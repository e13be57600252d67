//! Team config document model.

use crate::dispatch::{DispatchLogEntry, DispatchRule};
use crate::store::{FieldError, Validate, require_non_empty};
use chrono::{DateTime, Utc};
use serde::{Deserialize, Serialize};
use std::collections::{BTreeMap, HashSet};

/// Role name given to the team creator.
pub const LEADER_ROLE: &str = "leader";

/// How members are expected to coordinate. Informational only.
#[derive(Debug, Clone, Copy, PartialEq, Eq, Serialize, Deserialize)]
#[serde(rename_all = "snake_case")]
pub enum Topology {
    Flat,
    Hierarchical,
    Mesh,
    Pipeline,
}

impl std::str::FromStr for Topology {
    type Err = String;

    fn from_str(s: &str) -> Result<Self, Self::Err> {
        match s {
            "flat" => Ok(Topology::Flat),
            "hierarchical" => Ok(Topology::Hierarchical),
            "mesh" => Ok(Topology::Mesh),
            "pipeline" => Ok(Topology::Pipeline),
            other => Err(format!(
                "unknown topology '{}' (expected flat, hierarchical, mesh or pipeline)",
                other
            )),
        }
    }
}

/// Operations gated by role permissions.
#[derive(Debug, Clone, Copy, PartialEq, Eq, Hash, Serialize, Deserialize)]
#[serde(rename_all = "snake_case")]
pub enum Permission {
    ManageRules,
    ManageAgents,
    DeleteTeam,
}

impl Permission {
    pub fn as_str(&self) -> &'static str {
        match self {
            Permission::ManageRules => "manage_rules",
            Permission::ManageAgents => "manage_agents",
            Permission::DeleteTeam => "delete_team",
        }
    }
}

impl std::fmt::Display for Permission {
    fn fmt(&self, f: &mut std::fmt::Formatter<'_>) -> std::fmt::Result {
        f.write_str(self.as_str())
    }
}

#[derive(Debug, Clone, Default, PartialEq, Serialize, Deserialize)]
pub struct RoleDef {
    #[serde(default, skip_serializing_if = "Option::is_none")]
    pub description: Option<String>,
    #[serde(default)]
    pub permissions: Vec<Permission>,
}

#[derive(Debug, Clone, PartialEq, Serialize, Deserialize)]
pub struct Member {
    pub id: String,
    pub role: String,
    pub joined_at: DateTime<Utc>,
}

/// The team config document (`teams/<team>/team.json`).
#[derive(Debug, Clone, PartialEq, Serialize, Deserialize)]
pub struct TeamConfig {
    pub name: String,

    pub leader: String,

    pub members: Vec<Member>,

    #[serde(default, skip_serializing_if = "Option::is_none")]
    pub topology: Option<Topology>,

    /// Role definitions. When absent every member holds every permission.
    #[serde(default, skip_serializing_if = "Option::is_none")]
    pub roles: Option<BTreeMap<String, RoleDef>>,

    #[serde(default)]
    pub dispatch_rules: Vec<DispatchRule>,

    /// Bounded audit log, oldest first.
    #[serde(default)]
    pub dispatch_log: Vec<DispatchLogEntry>,

    pub created_at: DateTime<Utc>,
}

impl TeamConfig {
    pub fn member(&self, agent: &str) -> Option<&Member> {
        self.members.iter().find(|m| m.id == agent)
    }

    pub fn is_member(&self, agent: &str) -> bool {
        self.member(agent).is_some()
    }

    /// Members other than the leader.
    pub fn non_leader_members(&self) -> impl Iterator<Item = &Member> {
        self.members.iter().filter(|m| m.id != self.leader)
    }

    pub fn rule(&self, rule_id: &str) -> Option<&DispatchRule> {
        self.dispatch_rules.iter().find(|r| r.id == rule_id)
    }
}

impl Validate for TeamConfig {
    fn validate(&self) -> Result<(), FieldError> {
        require_non_empty("name", &self.name)?;
        require_non_empty("leader", &self.leader)?;

        let mut ids = HashSet::new();
        for (i, member) in self.members.iter().enumerate() {
            require_non_empty(&format!("members[{}].id", i), &member.id)?;
            if !ids.insert(member.id.as_str()) {
                return Err(FieldError::new(
                    format!("members[{}].id", i),
                    format!("duplicate member '{}'", member.id),
                ));
            }
        }
        if !ids.contains(self.leader.as_str()) {
            return Err(FieldError::new("leader", "leader must be a member of the team"));
        }

        let mut rule_ids = HashSet::new();
        for (i, rule) in self.dispatch_rules.iter().enumerate() {
            rule.validate()
                .map_err(|e| FieldError::new(format!("dispatch_rules[{}].{}", i, e.field), e.message))?;
            if !rule_ids.insert(rule.id.as_str()) {
                return Err(FieldError::new(
                    format!("dispatch_rules[{}].id", i),
                    format!("duplicate rule id '{}'", rule.id),
                ));
            }
        }

        self.dispatch_log
            .validate()
            .map_err(|e| FieldError::new(format!("dispatch_log{}", e.field), e.message))
    }
}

- _Work required_:
Above this instruction are the records; retype exactly the lines from the one containing "pub fn non_leader_members(&self)" up to and including the one containing "fn validate(&self) ->".

- _Result_:
    pub fn non_leader_members(&self) -> impl Iterator<Item = &Member> {
        self.members.iter().filter(|m| m.id != self.leader)
    }

    pub fn rule(&self, rule_id: &str) -> Option<&DispatchRule> {
        self.dispatch_rules.iter().find(|r| r.id == rule_id)
    }
}

impl Validate for TeamConfig {
    fn validate(&self) -> Result<(), FieldError> {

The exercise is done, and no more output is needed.